Nell’esposizione ha costruito un percorso, partendo da alcuni antichi miti, raccontando la maternità e il parto, per arrivare poi a un tema molto delicato e attuale, quello della violenza sulle donne. Ha modellato due scarpe, una diversa dall’altra, entrambe rosse, ispirandosi al lavoro dell’artista messicana Elina Chauvet. Una delle due, una ballerina, rappresenta l’aspetto più infantile, gentile e ingenuo del femminile, l’altra, una scarpa col tacco, il lato più maturo. Particolarmente suggestiva un’altra scultura ispirata a «Scarpette rosse» (una delle narrazioni del libro di Pinkola Estès) in cui c’è una donna in gabbia, una denuncia di tutte le prigioni, reali e metaforiche, in cui ci si può rinchiudere nella vita. Un’altra ancora rappresenta la sua personale via d’uscita dalle situazioni di aggressività, per lanciare un messaggio positivo: «Si può costruire un dialogo armonioso e paritario tra l’elemento maschile e femminile, uniti in una relazione positiva, costruttiva, fondamento di una società di pace in cui non regnano la sopraffazione e la violenza. Considero i racconti, i miti e le storie come guide, impariamo tutti da esse fin da bambini». Nella mostra al Castello di Luzzana accanto a queste opere ci saranno anche alcune foto legate al lavoro realizzato su «Donne che corrono coi lupi».

Il modo per riemergere

Nella sua vita quotidiana Franca sperimenta profondamente la fragilità, le sue condizioni di salute non sono stabili: periodicamente - senza che sia possibile prevedere esattamente i tempi - si manifestano sintomi debilitanti, che annunciano il ritorno di infiammazioni acute e la costringono a nuove corse in ospedale, ricoveri, procedure fastidiose e invasive, senza poter individuare una soluzione definitiva per lei accettabile e sostenibile. Nonostante la sua vita sia accompagnata da un costante senso di precarietà, Franca ha trovato nell’arte speranza e rinascita. La malattia è stata un «intervallo» che ha spezzato i suoi ritmi di lavoro quotidiani, le ha offerto l’occasione di far affiorare la ricchezza e la profondità della ricerca personale che porta avanti da tutta la vita: «Nei mesi che ho trascorso in ospedale e poi durante la convalescenza ho messo in atto tutte le mie esperienze e conoscenze.

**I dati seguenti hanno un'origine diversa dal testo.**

use argon2::{
    Argon2, PasswordHasher,
    password_hash::{SaltString, rand_core::OsRng},
};
use rust_decimal::Decimal;
use storefront_api::{
    config::AppConfig,
    db::{create_orm_conn, create_pool, run_migrations},
};
use uuid::Uuid;

#[tokio::main]
async fn main() -> anyhow::Result<()> {
    dotenvy::dotenv().ok();
    let config = AppConfig::from_env()?;

    let orm = create_orm_conn(&config.database_url).await?;
    run_migrations(&orm).await?;

    let pool = create_pool(&config.database_url).await?;

    let admin_id = ensure_user(&pool, "admin@example.com", "admin123", "admin").await?;
    let customer_id = ensure_user(&pool, "customer@example.com", "customer123", "customer").await?;
    seed_products(&pool).await?;

    println!("Seed completed. Admin ID: {admin_id}, Customer ID: {customer_id}");
    Ok(())
}

async fn ensure_user(
    pool: &sqlx::PgPool,
    email: &str,
    password: &str,
    role: &str,
) -> anyhow::Result<Uuid> {
    let salt = SaltString::generate(&mut OsRng);
    let argon2 = Argon2::default();
    let password_hash = argon2
        .hash_password(password.as_bytes(), &salt)
        .map_err(|e| anyhow::anyhow!(e.to_string()))?
        .to_string();

    let row: (Uuid,) = sqlx::query_as(
        r#"
        INSERT INTO users (id, email, password_hash, role)
        VALUES ($1, $2, $3, $4)
        ON CONFLICT (email) DO UPDATE SET role = EXCLUDED.role
        RETURNING id
        "#,
    )
    .bind(Uuid::new_v4())
    .bind(email)
    .bind(password_hash)
    .bind(role)
    .fetch_one(pool)
    .await?;

    println!("Ensured user {email} (role={role})");
    Ok(row.0)
}

async fn seed_products(pool: &sqlx::PgPool) -> anyhow::Result<()> {
    let products = vec![
        ("Wireless Headphones", "Electronics", "899.00", 40),
        ("Stainless Water Bottle", "Home", "349.50", 120),
        ("Yoga Mat", "Sports", "499.00", 80),
        ("Mechanical Keyboard", "Electronics", "2499.00", 25),
        ("Cotton T-Shirt", "Clothing", "299.00", 200),
    ];

    for (name, category, price, stock) in products {
        sqlx::query(
            r#"
            INSERT INTO products (id, name, description, price, stock, category)
            VALUES ($1, $2, $3, $4, $5, $6)
            ON CONFLICT (name) DO NOTHING
            "#,
        )
        .bind(Uuid::new_v4())
        .bind(name)
        .bind(format!("{name} from the demo catalog"))
        .bind(price.parse::<Decimal>()?)
        .bind(stock)
        .bind(category)
        .execute(pool)
        .await?;
    }

    println!("Seeded products");
    Ok(())
}
use sea_orm::entity::prelude::*;

#[derive(Clone, Debug, PartialEq, DeriveEntityModel)]
#[sea_orm(table_name = "users")]
pub struct Model {
    #[sea_orm(primary_key, auto_increment = false)]
    pub id: Uuid,
    #[sea_orm(unique)]
    pub email: String,
    pub password_hash: String,
    pub role: String,
    pub is_active: bool,
    pub created_at: DateTimeWithTimeZone,
}

#[derive(Copy, Clone, Debug, EnumIter, DeriveRelation)]
pub enum Relation {
    #[sea_orm(has_many = "super::cart_items::Entity")]
    CartItems,
    #[sea_orm(has_many = "super::orders::Entity")]
    Orders,
    #[sea_orm(has_many = "super::audit_logs::Entity")]
    AuditLogs,
}

impl Related<super::cart_items::Entity> for Entity {
    fn to() -> RelationDef {
        Relation::CartItems.def()
    }
}

impl Related<super::orders::Entity> for Entity {
    fn to() -> RelationDef {
        Relation::Orders.def()
    }
}

impl Related<super::audit_logs::Entity> for Entity {
    fn to() -> RelationDef {
        Relation::AuditLogs.def()
    }
}

impl ActiveModelBehavior for ActiveModel {}
//! Order pricing: subtotal, shipping, tax and the grand total.
//!
//! All money values are `rust_decimal::Decimal`. Intermediate sums keep full
//! precision; rounding happens once, at the tax computation.

use rust_decimal::{Decimal, RoundingStrategy};

/// Orders strictly above this subtotal ship for free.
pub fn free_shipping_threshold() -> Decimal {
    Decimal::from(1000)
}

/// Flat shipping fee below the free-shipping threshold.
pub fn flat_shipping_fee() -> Decimal {
    Decimal::from(50)
}

/// GST-style tax rate applied to the subtotal.
pub fn tax_rate() -> Decimal {
    // 0.18
    Decimal::new(18, 2)
}

#[derive(Debug, Clone, PartialEq, Eq)]
pub struct OrderTotals {
    pub total_items: i32,
    pub subtotal: Decimal,
    pub shipping_cost: Decimal,
    pub tax: Decimal,
    pub total_amount: Decimal,
}

/// Compute the financial fields for a set of (unit price, quantity) lines.
///
/// `total_amount == subtotal + shipping_cost + tax` holds exactly for the
/// returned value.
pub fn order_totals(lines: &[(Decimal, i32)]) -> OrderTotals {
    let subtotal: Decimal = lines
        .iter()
        .map(|(price, qty)| *price * Decimal::from(*qty))
        .sum();
    let total_items: i32 = lines.iter().map(|(_, qty)| *qty).sum();

    let shipping_cost = if subtotal > free_shipping_threshold() {
        Decimal::ZERO
    } else {
        flat_shipping_fee()
    };

    let tax = (subtotal * tax_rate())
        .round_dp_with_strategy(2, RoundingStrategy::MidpointAwayFromZero);

    OrderTotals {
        total_items,
        subtotal,
        shipping_cost,
        tax,
        total_amount: subtotal + shipping_cost + tax,
    }
}

#[cfg(test)]
mod tests {
    use super::*;
    use std::str::FromStr;

    fn dec(s: &str) -> Decimal {
        Decimal::from_str(s).unwrap()
    }

    #[test]
    fn totals_identity_holds() {
        let totals = order_totals(&[(dec("19.99"), 3), (dec("4.50"), 1)]);
        assert_eq!(
            totals.total_amount,
            totals.subtotal + totals.shipping_cost + totals.tax
        );
        assert_eq!(totals.subtotal, dec("64.47"));
        assert_eq!(totals.total_items, 4);
    }

    #[test]
    fn flat_fee_applies_at_exactly_threshold() {
        // subtotal == 1000 is not strictly above the threshold
        let totals = order_totals(&[(dec("500"), 2)]);
        assert_eq!(totals.subtotal, dec("1000"));
        assert_eq!(totals.shipping_cost, dec("50"));
        assert_eq!(totals.tax, dec("180.00"));
        assert_eq!(totals.total_amount, dec("1230.00"));
    }

    #[test]
    fn free_shipping_above_threshold() {
        let totals = order_totals(&[(dec("1001"), 1)]);
        assert_eq!(totals.shipping_cost, Decimal::ZERO);
        assert_eq!(totals.tax, dec("180.18"));
        assert_eq!(totals.total_amount, dec("1181.18"));
    }

    #[test]
    fn tax_rounds_to_two_decimal_places() {
        // 3.33 * 0.18 = 0.5994 -> 0.60
        let totals = order_totals(&[(dec("3.33"), 1)]);
        assert_eq!(totals.tax, dec("0.60"));
        // 0.25 * 0.18 = 0.045 -> midpoint rounds away from zero
        let totals = order_totals(&[(dec("0.25"), 1)]);
        assert_eq!(totals.tax, dec("0.05"));
    }

    #[test]
    fn intermediate_precision_is_not_rounded() {
        // Two lines whose individually-rounded taxes would differ from
        // rounding once at the end.
        let totals = order_totals(&[(dec("0.03"), 1), (dec("0.03"), 1)]);
        assert_eq!(totals.subtotal, dec("0.06"));
        // 0.06 * 0.18 = 0.0108 -> 0.01, not 2 * round(0.0054)
        assert_eq!(totals.tax, dec("0.01"));
    }
}
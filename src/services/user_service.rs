use uuid::Uuid;

use crate::{
    audit::log_audit,
    db::DbPool,
    dto::users::UserList,
    error::{AppError, AppResult},
    middleware::auth::{AuthUser, ROLE_ADMIN, ROLE_CUSTOMER, ensure_admin},
    models::User,
    response::{ApiResponse, Meta},
    routes::params::UserQuery,
};

fn validate_role(role: &str) -> Result<(), AppError> {
    if role != ROLE_CUSTOMER && role != ROLE_ADMIN {
        return Err(AppError::Validation(
            "Role must be either \"customer\" or \"admin\"".into(),
        ));
    }
    Ok(())
}

/// The caller's own account.
pub async fn get_me(pool: &DbPool, user: &AuthUser) -> AppResult<ApiResponse<User>> {
    let me: Option<User> = sqlx::query_as("SELECT * FROM users WHERE id = $1")
        .bind(user.user_id)
        .fetch_optional(pool)
        .await?;
    let me = match me {
        Some(u) => u,
        None => return Err(AppError::NotFound),
    };
    Ok(ApiResponse::success("OK", me, Some(Meta::empty())))
}

pub async fn list_users(
    pool: &DbPool,
    user: &AuthUser,
    query: UserQuery,
) -> AppResult<ApiResponse<UserList>> {
    ensure_admin(user)?;
    let (page, limit, offset) = query.pagination.normalize();
    let pattern = query
        .q
        .as_deref()
        .filter(|q| !q.is_empty())
        .map(|q| format!("%{q}%"));

    let total: (i64,) = sqlx::query_as(
        "SELECT COUNT(*) FROM users WHERE ($1::text IS NULL OR email ILIKE $1)",
    )
    .bind(pattern.as_deref())
    .fetch_one(pool)
    .await?;

    let items: Vec<User> = sqlx::query_as(
        r#"
        SELECT * FROM users
        WHERE ($1::text IS NULL OR email ILIKE $1)
        ORDER BY created_at DESC
        LIMIT $2 OFFSET $3
        "#,
    )
    .bind(pattern.as_deref())
    .bind(limit)
    .bind(offset)
    .fetch_all(pool)
    .await?;

    let meta = Meta::new(page, limit, total.0);
    Ok(ApiResponse::success("Users", UserList { items }, Some(meta)))
}

pub async fn get_user(pool: &DbPool, user: &AuthUser, id: Uuid) -> AppResult<ApiResponse<User>> {
    ensure_admin(user)?;
    let found: Option<User> = sqlx::query_as("SELECT * FROM users WHERE id = $1")
        .bind(id)
        .fetch_optional(pool)
        .await?;
    let found = match found {
        Some(u) => u,
        None => return Err(AppError::NotFound),
    };
    Ok(ApiResponse::success("User found", found, Some(Meta::empty())))
}

/// Promote or demote an account. Admins cannot change their own role, so the
/// system cannot be left without an admin by accident.
pub async fn update_role(
    pool: &DbPool,
    user: &AuthUser,
    id: Uuid,
    role: &str,
) -> AppResult<ApiResponse<User>> {
    ensure_admin(user)?;
    validate_role(role)?;
    if id == user.user_id {
        return Err(AppError::Validation("Cannot change your own role".into()));
    }

    let updated: Option<User> =
        sqlx::query_as("UPDATE users SET role = $2 WHERE id = $1 RETURNING *")
            .bind(id)
            .bind(role)
            .fetch_optional(pool)
            .await?;
    let updated = match updated {
        Some(u) => u,
        None => return Err(AppError::NotFound),
    };

    if let Err(err) = log_audit(
        pool,
        Some(user.user_id),
        "user_role_update",
        Some("users"),
        Some(serde_json::json!({ "user_id": updated.id, "role": role })),
    )
    .await
    {
        tracing::warn!(error = %err, "audit log failed");
    }

    Ok(ApiResponse::success(
        format!("User role updated to {role}"),
        updated,
        Some(Meta::empty()),
    ))
}

/// Activate or deactivate an account. Deactivated accounts keep their rows
/// and history but can no longer log in. Self-deactivation is rejected.
pub async fn update_status(
    pool: &DbPool,
    user: &AuthUser,
    id: Uuid,
    is_active: bool,
) -> AppResult<ApiResponse<User>> {
    ensure_admin(user)?;
    if id == user.user_id && !is_active {
        return Err(AppError::Validation(
            "Cannot deactivate your own account".into(),
        ));
    }

    let updated: Option<User> =
        sqlx::query_as("UPDATE users SET is_active = $2 WHERE id = $1 RETURNING *")
            .bind(id)
            .bind(is_active)
            .fetch_optional(pool)
            .await?;
    let updated = match updated {
        Some(u) => u,
        None => return Err(AppError::NotFound),
    };

    if let Err(err) = log_audit(
        pool,
        Some(user.user_id),
        "user_status_update",
        Some("users"),
        Some(serde_json::json!({ "user_id": updated.id, "is_active": is_active })),
    )
    .await
    {
        tracing::warn!(error = %err, "audit log failed");
    }

    let action = if is_active { "activated" } else { "deactivated" };
    Ok(ApiResponse::success(
        format!("User {action} successfully"),
        updated,
        Some(Meta::empty()),
    ))
}

#[cfg(test)]
mod tests {
    use super::*;

    #[test]
    fn only_known_roles_are_accepted() {
        assert!(validate_role("customer").is_ok());
        assert!(validate_role("admin").is_ok());
        assert!(matches!(
            validate_role("superuser"),
            Err(AppError::Validation(_))
        ));
        assert!(matches!(validate_role(""), Err(AppError::Validation(_))));
    }
}
use axum::{
    Json, Router,
    extract::{Path, Query, State},
    routing::{get, put},
};
use uuid::Uuid;

use crate::{
    dto::users::{UpdateRoleRequest, UpdateUserStatusRequest, UserList},
    error::AppResult,
    middleware::auth::AuthUser,
    models::User,
    response::ApiResponse,
    routes::params::UserQuery,
    services::user_service,
    state::AppState,
};

pub fn router() -> Router<AppState> {
    Router::new()
        .route("/", get(list_users))
        .route("/{id}", get(get_user))
        .route("/{id}/role", put(update_role))
        .route("/{id}/status", put(update_user_status))
}

#[utoipa::path(
    get,
    path = "/api/users",
    params(
        ("page" = Option<i64>, Query, description = "Page number, default 1"),
        ("per_page" = Option<i64>, Query, description = "Items per page, default 20"),
        ("q" = Option<String>, Query, description = "Search by email")
    ),
    responses(
        (status = 200, description = "List users", body = ApiResponse<UserList>),
        (status = 403, description = "Admin only")
    ),
    security(("bearer_auth" = [])),
    tag = "Users"
)]
pub async fn list_users(
    State(state): State<AppState>,
    user: AuthUser,
    Query(query): Query<UserQuery>,
) -> AppResult<Json<ApiResponse<UserList>>> {
    let resp = user_service::list_users(&state.pool, &user, query).await?;
    Ok(Json(resp))
}

#[utoipa::path(
    get,
    path = "/api/users/{id}",
    params(("id" = Uuid, Path, description = "User ID")),
    responses(
        (status = 200, description = "User detail", body = ApiResponse<User>),
        (status = 403, description = "Admin only"),
        (status = 404, description = "User not found")
    ),
    security(("bearer_auth" = [])),
    tag = "Users"
)]
pub async fn get_user(
    State(state): State<AppState>,
    user: AuthUser,
    Path(id): Path<Uuid>,
) -> AppResult<Json<ApiResponse<User>>> {
    let resp = user_service::get_user(&state.pool, &user, id).await?;
    Ok(Json(resp))
}

#[utoipa::path(
    put,
    path = "/api/users/{id}/role",
    params(("id" = Uuid, Path, description = "User ID")),
    request_body = UpdateRoleRequest,
    responses(
        (status = 200, description = "Change a user's role", body = ApiResponse<User>),
        (status = 400, description = "Unknown role or own account"),
        (status = 403, description = "Admin only"),
        (status = 404, description = "User not found")
    ),
    security(("bearer_auth" = [])),
    tag = "Users"
)]
pub async fn update_role(
    State(state): State<AppState>,
    user: AuthUser,
    Path(id): Path<Uuid>,
    Json(payload): Json<UpdateRoleRequest>,
) -> AppResult<Json<ApiResponse<User>>> {
    let resp = user_service::update_role(&state.pool, &user, id, &payload.role).await?;
    Ok(Json(resp))
}

#[utoipa::path(
    put,
    path = "/api/users/{id}/status",
    params(("id" = Uuid, Path, description = "User ID")),
    request_body = UpdateUserStatusRequest,
    responses(
        (status = 200, description = "Activate or deactivate a user", body = ApiResponse<User>),
        (status = 400, description = "Cannot deactivate own account"),
        (status = 403, description = "Admin only"),
        (status = 404, description = "User not found")
    ),
    security(("bearer_auth" = [])),
    tag = "Users"
)]
pub async fn update_user_status(
    State(state): State<AppState>,
    user: AuthUser,
    Path(id): Path<Uuid>,
    Json(payload): Json<UpdateUserStatusRequest>,
) -> AppResult<Json<ApiResponse<User>>> {
    let resp =
        user_service::update_status(&state.pool, &user, id, payload.is_active).await?;
    Ok(Json(resp))
}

Pian piano riprendevo contatto con me stessa. Certo, ho vissuto momenti di grande tristezza e prostrazione, ma non mi sono mai lasciata andare. Ero sul filo del rasoio, potevo cadere nella disperazione, e in quel momento ho capito che c’è sempre la possibilità di scegliere. Ho scavato a fondo in me stessa e ho trovato un modo per riemergere».